В Москве у нас тесно, далеко не все заслуженно уважаемые профессора имеют пристанище в стенах своей альма-матер. Теоретики вообще поставлены в положение надомников. На меня же некогда возложили расплывчатые обязанности главного консультанта по научной периодике и выделили в старом корпусе под самой крышей пространство в пятнадцать квадратных метров, с широким арочным окном на шумную улицу. Возложенные обязанности как-то незаметно слиняли с меня, словно зимняя шерсть с зайца, а кабинет вместе с несолидным канцелярским столом и солидным шкафом, забитым старыми журналами и монографиями остался за мной. Единственный мой вклад в него — большая, почти плакат, фотография спиральной галактики М51, смахивающей на растрепанный знак вопроса. Фотографию эту подарил мне автор, один американский астроном из Паломарской обсерватории. Вместе с ним я пытался объяснить, почему закрученность галактик не размазывается, когда должна бы, казалось. Интерес к завиткам данной галактики у меня давно исчез, а ее портрет остался.
Под этим-то космическим портретом и расположилась Ирина Сушко. Она закурила сигарету и забыла о ней, слушала, и на скулах проступал исподволь легонький румянец…

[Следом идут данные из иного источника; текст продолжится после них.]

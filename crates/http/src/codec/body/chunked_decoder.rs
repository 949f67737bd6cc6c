//! `Transfer-Encoding: chunked` request bodies.
//!
//! Chunk-size lines, extensions, trailers and CRLF framing are consumed here;
//! only application bytes are yielded.

use bytes::{Buf, BytesMut};
use tokio_util::codec::Decoder;
use tracing::trace;

use crate::protocol::{ParseError, PayloadItem};

#[derive(Debug, Clone, PartialEq, Eq)]
pub struct ChunkedDecoder {
    state: State,
    remaining: u64,
    size_digits: u8,
}

#[derive(Debug, Clone, Copy, PartialEq, Eq)]
enum State {
    /// Hex digits of the chunk size
    Size,
    /// Whitespace or extensions after the size, up to CR
    SizeTail,
    SizeLf,
    Data,
    DataCr,
    DataLf,
    /// Start of a trailer field, or the CR of the final empty line
    TrailerStart,
    TrailerLine,
    TrailerLf,
    FinalLf,
    Done,
}

impl ChunkedDecoder {
    pub fn new() -> Self {
        Self { state: State::Size, remaining: 0, size_digits: 0 }
    }

    pub fn is_done(&self) -> bool {
        self.state == State::Done
    }

    fn advance(&mut self, byte: u8) -> Result<State, ParseError> {
        use State::*;

        let next = match (self.state, byte) {
            (Size, b) if b.is_ascii_hexdigit() => {
                let digit = (b as char).to_digit(16).unwrap_or(0) as u64;
                self.remaining = self
                    .remaining
                    .checked_mul(16)
                    .and_then(|n| n.checked_add(digit))
                    .ok_or_else(|| ParseError::invalid_body("chunk size overflow"))?;
                self.size_digits = self.size_digits.saturating_add(1);
                Size
            }
            (Size, b' ' | b'\t' | b';') if self.size_digits > 0 => SizeTail,
            (Size, b'\r') if self.size_digits > 0 => SizeLf,
            (Size, _) => return Err(ParseError::invalid_body("invalid chunk size line")),

            (SizeTail, b'\r') => SizeLf,
            (SizeTail, b'\n') => return Err(ParseError::invalid_body("bare LF in chunk extension")),
            (SizeTail, _) => SizeTail,

            (SizeLf, b'\n') if self.remaining == 0 => TrailerStart,
            (SizeLf, b'\n') => Data,
            (SizeLf, _) => return Err(ParseError::invalid_body("expected LF after chunk size")),

            (DataCr, b'\r') => DataLf,
            (DataCr, _) => return Err(ParseError::invalid_body("expected CR after chunk data")),

            (DataLf, b'\n') => {
                self.size_digits = 0;
                Size
            }
            (DataLf, _) => return Err(ParseError::invalid_body("expected LF after chunk data")),

            (TrailerStart, b'\r') => FinalLf,
            (TrailerStart, _) => TrailerLine,
            (TrailerLine, b'\r') => TrailerLf,
            (TrailerLine, _) => TrailerLine,

            (TrailerLf, b'\n') => TrailerStart,
            (TrailerLf, _) => return Err(ParseError::invalid_body("expected LF after trailer field")),

            (FinalLf, b'\n') => Done,
            (FinalLf, _) => return Err(ParseError::invalid_body("expected LF after last chunk")),

            (Data | Done, _) => self.state,
        };
        Ok(next)
    }
}

impl Default for ChunkedDecoder {
    fn default() -> Self {
        Self::new()
    }
}

impl Decoder for ChunkedDecoder {
    type Item = PayloadItem;
    type Error = ParseError;

    fn decode(&mut self, src: &mut BytesMut) -> Result<Option<Self::Item>, Self::Error> {
        loop {
            match self.state {
                State::Done => {
                    trace!("finished reading chunked body");
                    return Ok(Some(PayloadItem::Eof));
                }

                State::Data if self.remaining == 0 => self.state = State::DataCr,

                State::Data => {
                    if src.is_empty() {
                        return Ok(None);
                    }
                    let take = self.remaining.min(src.len() as u64) as usize;
                    self.remaining -= take as u64;
                    return Ok(Some(PayloadItem::Chunk(src.split_to(take).freeze())));
                }

                _ => {
                    if src.is_empty() {
                        return Ok(None);
                    }
                    let byte = src.get_u8();
                    self.state = self.advance(byte)?;
                }
            }
        }
    }
}

#[cfg(test)]
mod tests {
    use super::*;
    use bytes::Bytes;

    fn collect(decoder: &mut ChunkedDecoder, buffer: &mut BytesMut) -> (Vec<u8>, bool) {
        let mut body = Vec::new();
        while let Some(item) = decoder.decode(buffer).unwrap() {
            match item {
                PayloadItem::Chunk(bytes) => body.extend_from_slice(&bytes),
                PayloadItem::Eof => return (body, true),
            }
        }
        (body, false)
    }

    #[test]
    fn single_chunk() {
        let mut buffer = BytesMut::from(&b"10\r\n1234567890abcdef\r\n0\r\n\r\n"[..]);
        let mut decoder = ChunkedDecoder::new();

        let item = decoder.decode(&mut buffer).unwrap().unwrap();
        assert_eq!(item.as_bytes().unwrap(), &Bytes::from_static(b"1234567890abcdef"));

        assert!(decoder.decode(&mut buffer).unwrap().unwrap().is_eof());
        assert!(buffer.is_empty());
    }

    #[test]
    fn multiple_chunks_concatenate() {
        let mut buffer = BytesMut::from(&b"5\r\nhello\r\n7\r\n, world\r\n0\r\n\r\n"[..]);
        let (body, finished) = collect(&mut ChunkedDecoder::new(), &mut buffer);
        assert!(finished);
        assert_eq!(body, b"hello, world");
    }

    #[test]
    fn extensions_and_trailers_are_dropped() {
        let mut buffer = BytesMut::from(&b"5;name=value\r\nhello\r\n0\r\nX-Trailer: v\r\nX-Other: w\r\n\r\n"[..]);
        let (body, finished) = collect(&mut ChunkedDecoder::new(), &mut buffer);
        assert!(finished);
        assert_eq!(body, b"hello");
    }

    #[test]
    fn byte_at_a_time_delivery() {
        let wire = b"4\r\nWiki\r\n5\r\npedia\r\nE\r\n in\r\n\r\nchunks.\r\n0\r\n\r\n";
        let mut decoder = ChunkedDecoder::new();
        let mut buffer = BytesMut::new();
        let mut body = Vec::new();
        let mut finished = false;

        for b in wire.iter() {
            buffer.extend_from_slice(&[*b]);
            let (piece, done) = collect(&mut decoder, &mut buffer);
            body.extend(piece);
            finished |= done;
        }

        assert!(finished);
        assert_eq!(body, b"Wikipedia in\r\n\r\nchunks.");
    }

    #[test]
    fn partial_chunk_yields_what_is_available() {
        let mut buffer = BytesMut::from(&b"5\r\nhel"[..]);
        let mut decoder = ChunkedDecoder::new();

        let item = decoder.decode(&mut buffer).unwrap().unwrap();
        assert_eq!(item.as_bytes().unwrap(), &Bytes::from_static(b"hel"));
        assert!(decoder.decode(&mut buffer).unwrap().is_none());

        buffer.extend_from_slice(b"lo\r\n0\r\n\r\n");
        let (rest, finished) = collect(&mut decoder, &mut buffer);
        assert!(finished);
        assert_eq!(rest, b"lo");
    }

    #[test]
    fn invalid_size_is_rejected() {
        let mut buffer = BytesMut::from(&b"xyz\r\n"[..]);
        assert!(ChunkedDecoder::new().decode(&mut buffer).is_err());

        let mut buffer = BytesMut::from(&b"\r\n"[..]);
        assert!(ChunkedDecoder::new().decode(&mut buffer).is_err());
    }

    #[test]
    fn missing_data_crlf_is_rejected() {
        let mut buffer = BytesMut::from(&b"5\r\nhelloBad"[..]);
        let mut decoder = ChunkedDecoder::new();

        decoder.decode(&mut buffer).unwrap().unwrap();
        assert!(decoder.decode(&mut buffer).is_err());
    }

    #[test]
    fn oversized_size_overflows() {
        let mut buffer = BytesMut::from(&b"fffffffffffffffff\r\n"[..]);
        assert!(ChunkedDecoder::new().decode(&mut buffer).is_err());
    }

    #[test]
    fn zero_size_body() {
        let mut buffer = BytesMut::from(&b"0\r\n\r\n"[..]);
        let mut decoder = ChunkedDecoder::new();
        assert!(decoder.decode(&mut buffer).unwrap().unwrap().is_eof());
        assert!(decoder.is_done());
    }
}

Заряд мой был выпущен быстро — замысел и пространный вопрос — не располагает ли она какой-нибудь забытой идейкой создания математической модели истории?..
Я кончил, Ирина порывисто встала, подошла к окну, долго стояла ко мне спиной, напряженно вытянутая, осино-тонкая в талии.
— Вы безумец, Георгий Петрович, — произнесла она наконец и обернулась. — Восхищаюсь вами.
— Как прикажете понять, Ирочка, — похвала это или осуждение?